Solly Tyibilika
- Born: Solomzi Tyibilika 23 June 1979 Port Elizabeth, South Africa
- Died: 13 November 2011 (aged 32) Gugulethu, South Africa
- Height: 1.89 m (6 ft 2 in)
- Weight: 198 lb (90 kg)

Rugby union career

Amateur team(s)
- Years: Team / Apps / (Points)
- 2003–2006: Natal University / UKZN (Maritzburg)
- Hamilton Sea Point RFC

Senior career
- Years: Team / Apps / (Points)
- Southern Kings

Provincial / State sides
- Years: Team / Apps / (Points)
- 2003–2006: Sharks (Currie Cup)

Super Rugby
- Years: Team / Apps / (Points)
- Lions

International career
- Years: Team / Apps / (Points)
- 2004–2006: South Africa / 8 / (15)

= Solly Tyibilika =

South African rugby union player

Solomzi "Solly" Tyibilika (23 June 1979 – 13 November 2011) was a South African rugby union footballer, who played as a flanker for the Lions in the international Super 14 competition in his last years. He was the first black person to score a test try for the South Africa national rugby union team.

==Career==
Tyibilika was born in Port Elizabeth and educated at the Loyiso High School. While at high school he started playing rugby union, making his professional debut in 2001 with Griquas.

Tyibilika played for Springbok 'A' in 2004. In November of that year he made his debut for the Springboks in a match against Scotland at Murrayfield playing at flank. South Africa won the match 45–10. He scored on his debut. He played in a subsequent test against Argentina in Buenos Aires, which the Springboks won 39–7.

Tyibilika next played for the Springboks the following season in June, where he played against Uruguay, which the Springboks won 134–3. He then played a subsequent test against the Wallabies in the 2005 Tri Nations Series, which the Springboks won 33–20 at Ellis Park in Johannesburg. He earned one other cap that year against Argentina in Buenos Aires in November. He was named in the Springboks' 2006 Tri Nations Series squad.

Tyibilika was part of the Southern Kings squad that played against the British and Irish Lions, in the Lions tour of South Africa in 2009.

In the 2011 season, which would turn out to be his last, he played for Hamiltons in Cape Town.

Tyibilika scored 24 tries for Griquas, Sharks, Lions and Border, appearing 158 times.

==Personal life==
Tyibilika was not married and had three
children.

==Death==
Tyibilika was shot dead in a tavern in the township of Gugulethu, near Cape Town, shortly after 2pm on 13 November 2011. Witnesses reported Tyibilika had his back turned to the entrance and was on his telephone when two gunmen fired ten rounds in the door. Tyibilika was found to be lying lifeless in his own blood on the floor after the incident.

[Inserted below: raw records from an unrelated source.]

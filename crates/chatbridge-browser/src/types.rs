//! Session types — status, visibility, surface commands and events.

use chatbridge_core::Error;
use chatbridge_protocol::ParsedReply;
use serde::{Deserialize, Serialize};

/// Authentication status of the embedded session.
#[derive(Debug, Clone, Copy, PartialEq, Eq, Hash, Serialize, Deserialize)]
pub enum SessionStatus {
    /// Stored credential not loaded yet.
    #[serde(rename = "initializing")]
    Initializing,
    /// Login overlay shown, waiting for the page to reveal a credential.
    #[serde(rename = "getting_auth_token")]
    GettingAuthToken,
    #[serde(rename = "logged-out")]
    LoggedOut,
    #[serde(rename = "authenticated")]
    Authenticated,
}

impl SessionStatus {
    pub fn name(&self) -> &'static str {
        match self {
            Self::Initializing => "initializing",
            Self::GettingAuthToken => "getting_auth_token",
            Self::LoggedOut => "logged-out",
            Self::Authenticated => "authenticated",
        }
    }

    /// States in which an intercepted credential is accepted.
    pub fn accepts_credential(&self) -> bool {
        matches!(self, Self::GettingAuthToken | Self::Authenticated)
    }
}

impl std::fmt::Display for SessionStatus {
    fn fmt(&self, f: &mut std::fmt::Formatter<'_>) -> std::fmt::Result {
        write!(f, "{}", self.name())
    }
}

/// Whether the embedded surface is on screen.
#[derive(Debug, Clone, Copy, PartialEq, Eq, Hash, Serialize, Deserialize)]
#[serde(rename_all = "lowercase")]
pub enum Visibility {
    Hidden,
    /// Transient; always resolves to `Hidden` or `Visible`.
    Animating,
    Visible,
}

/// Direction of an overlay animation.
#[derive(Debug, Clone, Copy, PartialEq, Eq, Serialize, Deserialize)]
#[serde(rename_all = "lowercase")]
pub enum Transition {
    Show,
    Hide,
}

/// Host application lifecycle state.
#[derive(Debug, Clone, Copy, PartialEq, Eq, Serialize, Deserialize)]
#[serde(rename_all = "lowercase")]
pub enum AppState {
    Active,
    Background,
    Inactive,
}

/// Command the host issues to the browser surface.
#[derive(Debug, Clone, PartialEq, Eq, Serialize, Deserialize)]
#[serde(tag = "type", rename_all = "camelCase")]
pub enum SurfaceCommand {
    Navigate { url: String },
    Reload,
    Evaluate { source: String },
    Animate { transition: Transition },
}

/// Event the browser surface reports to the host.
#[derive(Debug, Clone, PartialEq, Eq, Serialize, Deserialize)]
#[serde(tag = "type", rename_all = "camelCase")]
pub enum SurfaceEvent {
    /// Raw string posted by the page (an envelope, possibly malformed).
    Message { data: String },
    NavigationStateChange { url: String, loading: bool },
    Load { url: String, loading: bool },
    /// The page's content process died.
    ContextTerminated,
    AppStateChange { state: AppState },
    /// User closed the overlay (back navigation or close button).
    Dismiss,
}

/// Result of an envelope that belongs to the outstanding streamed request.
#[derive(Debug)]
pub enum StreamUpdate {
    Reply(ParsedReply),
    Failed(Error),
}

/// Point-in-time view of the session.
#[derive(Debug, Clone, Serialize)]
pub struct SessionSnapshot {
    pub status: SessionStatus,
    pub visibility: Visibility,
    #[serde(rename = "hasCredential")]
    pub has_credential: bool,
    #[serde(skip_serializing_if = "Option::is_none", rename = "authenticatedAt")]
    pub authenticated_at: Option<String>,
    pub epoch: u64,
    #[serde(rename = "capacityRetries")]
    pub capacity_retries: u32,
}
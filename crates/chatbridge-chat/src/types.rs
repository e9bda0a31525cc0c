//! Facade request types.

use chatbridge_core::Error;
use chatbridge_protocol::{ParsedReply, SendOptions};

pub type ReplyCallback = Box<dyn Fn(ParsedReply) + Send + Sync>;
pub type ErrorCallback = Box<dyn Fn(Error) + Send + Sync>;

/// A streamed prompt. `on_accumulated_response` is required; sending
/// without it is rejected before anything reaches the page.
pub struct StreamRequest {
    pub message: String,
    pub options: SendOptions,
    pub on_accumulated_response: Option<ReplyCallback>,
    pub on_error: Option<ErrorCallback>,
}

impl StreamRequest {
    pub fn new(message: impl Into<String>) -> Self {
        Self {
            message: message.into(),
            options: SendOptions::default(),
            on_accumulated_response: None,
            on_error: None,
        }
    }

    pub fn options(mut self, options: SendOptions) -> Self {
        self.options = options;
        self
    }

    /// Called with the latest reply each time the stream advances. Every
    /// call supersedes the previous one.
    pub fn on_accumulated_response(
        mut self,
        callback: impl Fn(ParsedReply) + Send + Sync + 'static,
    ) -> Self {
        self.on_accumulated_response = Some(Box::new(callback));
        self
    }

    pub fn on_error(mut self, callback: impl Fn(Error) + Send + Sync + 'static) -> Self {
        self.on_error = Some(Box::new(callback));
        self
    }
}

impl std::fmt::Debug for StreamRequest {
    fn fmt(&self, f: &mut std::fmt::Formatter<'_>) -> std::fmt::Result {
        f.debug_struct("StreamRequest")
            .field("message", &self.message)
            .field("options", &self.options)
            .field("on_accumulated_response", &self.on_accumulated_response.is_some())
            .field("on_error", &self.on_error.is_some())
            .finish()
    }
}
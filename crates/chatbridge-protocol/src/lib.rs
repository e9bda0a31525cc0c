//! Bridge protocol — everything that crosses the host/page boundary.
//!
//! Covers the envelopes the page posts back to the host, the scripts the
//! host injects into the page, the prompt request contract of the chat
//! backend, and the parser for its cumulative event-stream responses.

pub mod envelope;
pub mod parser;
pub mod request;
pub mod script;
pub mod types;

pub use envelope::Envelope;
pub use parser::parse_streamed_response;
pub use request::{conversation_headers, streamed_header_template, ConversationRequest};
pub use types::*;
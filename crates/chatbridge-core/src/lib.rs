//! chatbridge core — error taxonomy, configuration, service endpoints.

pub mod config;
pub mod error;

pub use config::{BridgeConfig, Endpoints};
pub use error::{Error, Result};
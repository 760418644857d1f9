//! 核心编排层：错误类型、状态机、构建器、主控编排器

pub mod builder;
pub mod error;
pub mod orchestrator;
pub mod state;

pub use builder::{create_catalog, create_llm_from_config, create_registry, AgentBuilder};
pub use error::{AgentError, PlanError};
pub use orchestrator::{ConversationalAgent, CANCELLED, EMPTY_INPUT, SKIPPED};
pub use state::{AgentResponse, AgentState};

Mr Oregan Hoskins, president of SARU, said, "Solly was a trailblazer among black African Springboks. To lose him so suddenly and in this brutal manner is very distressing. The casual disregard for life in our society is shocking." Hoskins also said, "His emergence was a demonstration of what can be achieved when talent is combined with opportunity in what is always a very competitive position in Springbok rugby". There were pleas for donations for a burial, with his last club Hamiltons offering to help his family. Sport and Recreation Minister Fikile Mbalula told Parliament two days after the murder that Tyibilika had done his country proud.